== Prompt ==
Please give the data again in full, precisely as it is written.

===== Task inputs

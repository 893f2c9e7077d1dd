// Copyright 2026 the Dyncast Authors
// SPDX-License-Identifier: Apache-2.0 OR MIT

//! The runtime: object constructors, accessors and the iteration protocol.
//!
//! Accessors that return a [`Handle`] return a *borrowed* reference: the handle stays valid only
//! while the container that holds it is alive and unmodified. Accessors that return an [`Object`]
//! return a *new* reference owned by the caller.

use alloc::boxed::Box;
use alloc::rc::Rc;
use alloc::string::{String, ToString};
use alloc::vec::Vec;
use core::any::{Any, TypeId};
use core::cell::{Cell, Ref, RefCell, RefMut};
use core::fmt;

use crate::error::ObjError;
use crate::heap::{DictStore, Heap, IterStep, Payload, wrong_kind};
use crate::host::{HostIter, SequenceSource};
use crate::object::Object;
use crate::trace::{ScopeKind, TraceSink};
use crate::value::{Handle, HostTypeId, ObjKind};

/// Runtime resource limits.
#[derive(Clone, Copy, Debug, PartialEq, Eq)]
pub struct Limits {
    /// Maximum number of live objects (the `None` singleton is not counted).
    pub max_objects: usize,
}

impl Default for Limits {
    fn default() -> Self {
        Self {
            max_objects: usize::MAX,
        }
    }
}

type SharedSink = Rc<RefCell<dyn TraceSink>>;

struct Inner {
    heap: RefCell<Heap>,
    sink: RefCell<Option<SharedSink>>,
    depth: Cell<usize>,
    none: Handle,
}

/// A single-threaded dynamic object runtime.
///
/// `Runtime` is a cheap, clonable reference to shared state; clones observe the same heap.
#[derive(Clone)]
pub struct Runtime {
    inner: Rc<Inner>,
}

==========

== Solved problem ==
repository 893f2c9e7077d1dd
// Copyright 2026 the Dyncast Authors
// SPDX-License-Identifier: Apache-2.0 OR MIT

//! The runtime: object constructors, accessors and the iteration protocol.
//!
//! Accessors that return a [`Handle`] return a *borrowed* reference: the handle stays valid only
//! while the container that holds it is alive and unmodified. Accessors that return an [`Object`]
//! return a *new* reference owned by the caller.

use alloc::boxed::Box;
use alloc::rc::Rc;
use alloc::string::{String, ToString};
use alloc::vec::Vec;
use core::any::{Any, TypeId};
use core::cell::{Cell, Ref, RefCell, RefMut};
use core::fmt;

use crate::error::ObjError;
use crate::heap::{DictStore, Heap, IterStep, Payload, wrong_kind};
use crate::host::{HostIter, SequenceSource};
use crate::object::Object;
use crate::trace::{ScopeKind, TraceSink};
use crate::value::{Handle, HostTypeId, ObjKind};

/// Runtime resource limits.
#[derive(Clone, Copy, Debug, PartialEq, Eq)]
pub struct Limits {
    /// Maximum number of live objects (the `None` singleton is not counted).
    pub max_objects: usize,
}

impl Default for Limits {
    fn default() -> Self {
        Self {
            max_objects: usize::MAX,
        }
    }
}

type SharedSink = Rc<RefCell<dyn TraceSink>>;

struct Inner {
    heap: RefCell<Heap>,
    sink: RefCell<Option<SharedSink>>,
    depth: Cell<usize>,
    none: Handle,
}

/// A single-threaded dynamic object runtime.
///
/// `Runtime` is a cheap, clonable reference to shared state; clones observe the same heap.
#[derive(Clone)]
pub struct Runtime {
    inner: Rc<Inner>,
}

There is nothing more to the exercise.